Requirements and Dependencies

Requirements

FlexCNN generate Vitis HLS code or TAPA HLS code (TAPA code is optimized for better P&R). The netwrorks are tested using Vitis 2021.2. To install TAPA, follow this tutorial.

Dependencies

You should have Python 3.8 installed with the libraries in requirements.txt

Testing and Deployment

For testing and depolyment, despite the os requirement above, the server/PC should also be equipped with Alveo U250 or U280 Data Center Accelerator Cards.

Run the Tested CNNs

  1. source env.sh
        mkdir $STREAM_VSA_PATH/auto_compile/data/onnx
  2. Download the ONNX file for U-Net, E-Net, or VGG16, and put it in

    $STREAM_VSA_PATH/auto_compile/data/onnx/
  3. Generate the the design for CNN specified in generate_design.sh:

    ./generate_design.sh
    echo 13 | $STREAM_VSA_PATH/auto_compile/run.sh ENet ENet 32 u250 4 TAPA_1

    This command runs the framework for ENet targeting 32-bit float implementation on u250 generating TAPA code. '4' is used for memory allocation between BRAMs and URAMs.
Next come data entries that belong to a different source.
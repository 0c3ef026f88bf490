//! Helpers over JSON values.
//!
//! The dynamic value model here is [`serde_json::Value`]: a tagged union
//! over null, booleans, numbers, text, sequences, and string-keyed
//! mappings. These helpers cover the introspection and editing operations
//! the `Value` type does not provide inherently — shallow merging, dotted
//! path lookup, and property manipulation. Type predicates (`is_object`,
//! `is_string`, ...) are already inherent `Value` methods.

use serde_json::Value;

/// Shallowly merges mappings into a new mapping.
///
/// Starts from the target's entries and lays each source's entries over
/// them in order, so later sources win on key collisions. Inputs that are
/// not mappings contribute nothing.
///
/// # Examples
///
/// ```rust
/// use fnkit::object::merge;
/// use serde_json::json;
///
/// let merged = merge(
///     &json!({"a": 1, "b": 1}),
///     &[json!({"b": 2}), json!({"c": 3})],
/// );
/// assert_eq!(merged, json!({"a": 1, "b": 2, "c": 3}));
/// ```
pub fn merge(target: &Value, sources: &[Value]) -> Value {
    let mut combined = target
        .as_object()
        .cloned()
        .unwrap_or_default();

    for source in sources {
        if let Some(entries) = source.as_object() {
            for (key, value) in entries {
                combined.insert(key.clone(), value.clone());
            }
        }
    }

    Value::Object(combined)
}

/// Returns `true` if the value is a mapping with the given property.
#[inline]
pub fn has_property(value: &Value, property: &str) -> bool {
    value.as_object().is_some_and(|map| map.contains_key(property))
}

/// The value of a property, or `None` if absent or not a mapping.
#[inline]
pub fn get_property<'a>(value: &'a Value, property: &str) -> Option<&'a Value> {
    value.as_object()?.get(property)
}

/// Sets a property on a mapping.
///
/// Does nothing when the value is not a mapping.
pub fn set_property(value: &mut Value, property: &str, new_value: Value) {
    if let Some(map) = value.as_object_mut() {
        map.insert(property.to_string(), new_value);
    }
}

/// Removes a property from a mapping, returning the removed value.
pub fn remove_property(value: &mut Value, property: &str) -> Option<Value> {
    value.as_object_mut()?.remove(property)
}

/// The property names of a mapping, sorted by key.
///
/// Returns an empty vector for non-mappings.
pub fn property_names(value: &Value) -> Vec<String> {
    value.as_object().map_or_else(Vec::new, |map| {
        map.keys().cloned().collect()
    })
}

/// Looks up a nested value by a dotted key path.
///
/// Each path segment descends one mapping level; the lookup fails with
/// `None` as soon as a segment is missing or the current value is not a
/// mapping.
///
/// # Examples
///
/// ```rust
/// use fnkit::object::get_by_path;
/// use serde_json::json;
///
/// let value = json!({"server": {"port": 8080}});
///
/// assert_eq!(get_by_path(&value, "server.port"), Some(&json!(8080)));
/// assert_eq!(get_by_path(&value, "server.host"), None);
/// ```
pub fn get_by_path<'a>(value: &'a Value, path: &str) -> Option<&'a Value> {
    path.split('.')
        .try_fold(value, |current, segment| current.as_object()?.get(segment))
}

/// Returns `true` if the value has no enumerable entries.
///
/// Mappings count their properties, sequences their elements, and text
/// its characters; all other values are considered empty.
pub fn is_empty(value: &Value) -> bool {
    match value {
        Value::Object(map) => map.is_empty(),
        Value::Array(items) => items.is_empty(),
        Value::String(text) => text.is_empty(),
        _ => true,
    }
}
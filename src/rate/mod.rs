//! Rate-limiting function wrappers: throttle and debounce.
//!
//! Both wrappers gate how often a wrapped function runs, but from opposite
//! ends of a burst:
//!
//! - [`Throttled`] is **leading-edge**: the first call in a burst fires
//!   immediately and synchronously; calls within the following window are
//!   dropped (not queued, not retried); the next call at or past the
//!   window boundary fires and restarts the window.
//! - [`Debounced`] is **trailing-edge**: every call cancels the previously
//!   scheduled invocation and schedules a new one; the function fires once
//!   per quiescence period, exactly one delay after the last call of a
//!   burst, with that last call's arguments.
//!
//! Timing comes from the tokio clock: throttling compares
//! `tokio::time::Instant`s, debouncing sleeps on the tokio timer inside a
//! spawned task. Tests can drive both with a paused runtime and
//! `tokio::time::advance`.
//!
//! Each wrapper owns its own state (a timestamp, a pending task handle);
//! wrapping the same function twice produces independent gates.

mod debounce;
mod throttle;

pub use debounce::{Debounced, debounce};
pub use throttle::{Throttled, throttle};
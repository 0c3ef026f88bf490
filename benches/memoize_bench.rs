//! Benchmark for the memoization wrappers.
//!
//! Measures the key-serialization overhead of hits and misses, and the
//! mutex cost of the thread-safe variant.

use criterion::{BenchmarkId, Criterion, criterion_group, criterion_main};
use fnkit::cache::{Memoized, SyncMemoized};
use std::hint::black_box;

fn fibonacci(n: u64) -> u64 {
    match n {
        0 | 1 => n,
        _ => fibonacci(n - 1) + fibonacci(n - 2),
    }
}

fn benchmark_memoized_hit(criterion: &mut Criterion) {
    let mut group = criterion.benchmark_group("memoized_hit");

    let wrapped = Memoized::new(|n: &u64| fibonacci(*n));
    let _ = wrapped.call(&20); // warm the key

    group.bench_function("cached_fibonacci_20", |bencher| {
        bencher.iter(|| black_box(wrapped.call(black_box(&20))));
    });

    group.bench_function("uncached_fibonacci_20", |bencher| {
        bencher.iter(|| black_box(fibonacci(black_box(20))));
    });

    group.finish();
}

fn benchmark_memoized_miss(criterion: &mut Criterion) {
    let mut group = criterion.benchmark_group("memoized_miss");

    // Each iteration uses a fresh wrapper: always a key miss
    for key_size in [1usize, 16, 256] {
        group.bench_with_input(
            BenchmarkId::new("vector_key_length", key_size),
            &key_size,
            |bencher, &key_size| {
                let key: Vec<u64> = (0..key_size as u64).collect();
                bencher.iter(|| {
                    let wrapped = Memoized::new(|values: &Vec<u64>| values.iter().sum::<u64>());
                    black_box(wrapped.call(black_box(&key)))
                });
            },
        );
    }

    group.finish();
}

fn benchmark_sync_memoized(criterion: &mut Criterion) {
    let mut group = criterion.benchmark_group("sync_memoized");

    let wrapped = SyncMemoized::new(|n: &u64| fibonacci(*n));
    let _ = wrapped.call(&20);

    group.bench_function("cached_hit_under_lock", |bencher| {
        bencher.iter(|| black_box(wrapped.call(black_box(&20))));
    });

    group.finish();
}

criterion_group!(
    benches,
    benchmark_memoized_hit,
    benchmark_memoized_miss,
    benchmark_sync_memoized
);

criterion_main!(benches);
//! Thread-safe memoization.

use std::marker::PhantomData;

use parking_lot::Mutex;
use serde::Serialize;

use super::key::{CacheMap, cache_key};

/// A thread-safe memoizing wrapper around a function.
///
/// Same contract as [`Memoized`](super::Memoized) — one private,
/// monotonically growing cache per wrapper, keyed by canonical argument
/// serialization — but the cache sits behind a mutex scoped to this single
/// wrapper instance, so the wrapper can be shared between threads.
///
/// The lock is held across the wrapped function's execution on a miss.
/// This guarantees the invocation happens at most once per distinct key
/// even under contention: concurrent callers with the same arguments
/// serialize, and the laggards are served from the cache.
///
/// # Re-entry Warning
///
/// Calling the same wrapper recursively from inside the wrapped function
/// deadlocks; the mutex is not reentrant.
///
/// # Examples
///
/// ```rust
/// use fnkit::cache::SyncMemoized;
/// use std::sync::Arc;
/// use std::sync::atomic::{AtomicUsize, Ordering};
/// use std::thread;
///
/// let invocations = Arc::new(AtomicUsize::new(0));
/// let counted = Arc::clone(&invocations);
/// let wrapped = Arc::new(SyncMemoized::new(move |n: &u64| {
///     counted.fetch_add(1, Ordering::SeqCst);
///     n * 3
/// }));
///
/// let handles: Vec<_> = (0..8)
///     .map(|_| {
///         let wrapped = Arc::clone(&wrapped);
///         thread::spawn(move || wrapped.call(&14))
///     })
///     .collect();
///
/// for handle in handles {
///     assert_eq!(handle.join().unwrap(), 42);
/// }
/// assert_eq!(invocations.load(Ordering::SeqCst), 1);
/// ```
pub struct SyncMemoized<Args, Output, F> {
    function: F,
    cache: Mutex<CacheMap<Output>>,
    _arguments: PhantomData<fn(&Args)>,
}

impl<Args, Output, F> SyncMemoized<Args, Output, F>
where
    Args: Serialize,
    Output: Clone,
    F: Fn(&Args) -> Output,
{
    /// Wraps `function` with an empty cache.
    pub fn new(function: F) -> Self {
        Self {
            function,
            cache: Mutex::new(CacheMap::default()),
            _arguments: PhantomData,
        }
    }

    /// Invokes the wrapped function, or returns the cached result for
    /// structurally equal arguments seen before.
    ///
    /// # Panics
    ///
    /// Panics if the arguments cannot be serialized; see
    /// [`cache_key`](super::cache_key).
    pub fn call(&self, arguments: &Args) -> Output {
        let key = cache_key(arguments);

        let mut cache = self.cache.lock();
        if let Some(cached) = cache.get(&key) {
            return cached.clone();
        }

        let result = (self.function)(arguments);
        cache.insert(key, result.clone());
        result
    }

    /// The number of distinct argument keys cached so far.
    pub fn len(&self) -> usize {
        self.cache.lock().len()
    }

    /// Returns `true` if nothing has been cached yet.
    pub fn is_empty(&self) -> bool {
        self.cache.lock().is_empty()
    }
}

// A wrapper over a shareable function must itself be shareable.
static_assertions::assert_impl_all!(
    SyncMemoized<(i32, i32), i32, fn(&(i32, i32)) -> i32>: Send, Sync
);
    This will generate a design under the ''designs'' directory

  4. To run the C-simultation, run:

    cd designs/TAPA_1_ENet_8_9_8_MEM_4_32
    source env.sh # to set up TAPA and Xilinx libraries
    cd sim
    make csim_all
    #./host.exe start_instruction_id end_instruction_id
    ./host.exe 1 89 # for ENet

    C-simulation should be outputed to sim/outputs/csim_output.log

  5. To generate the bitstream, run:

    cd designs/TAPA_1_ENet_8_9_8_MEM_4_32
    source env.sh # to set up TAPA and Xilinx libraries
    cd sim
    make hw_all
    #./host.exe start_instruction_id end_instruction_id
    ./host.exe 1 89 --bitstream=path_to/your_bitstream.xclbin # for ENet

Citation

If you find any of the ideas/codes useful for your research, please cite our papers:

@article{basalama2022flexcnn,
    title={FlexCNN: An End-to-End Framework for Composing CNN Accelerators on FPGA},
    author={Basalama, Suhail and Sohrabizadeh, Atefeh and Wang, Jie and Guo, Licheng and Cong, Jason},
    journal={ACM Transactions on Reconfigurable Technology and Systems},
    year={2022},
    publisher={ACM New York, NY}
}

@inproceedings{sohrabizadeh2020end,
  title={End-to-End Optimization of Deep Learning Applications},
  author={Sohrabizadeh, Atefeh and Wang, Jie and Cong, Jason},
  booktitle={The 2020 ACM/SIGDA International Symposium on Field-Programmable Gate Arrays},
  pages={133--139},
  year={2020}
}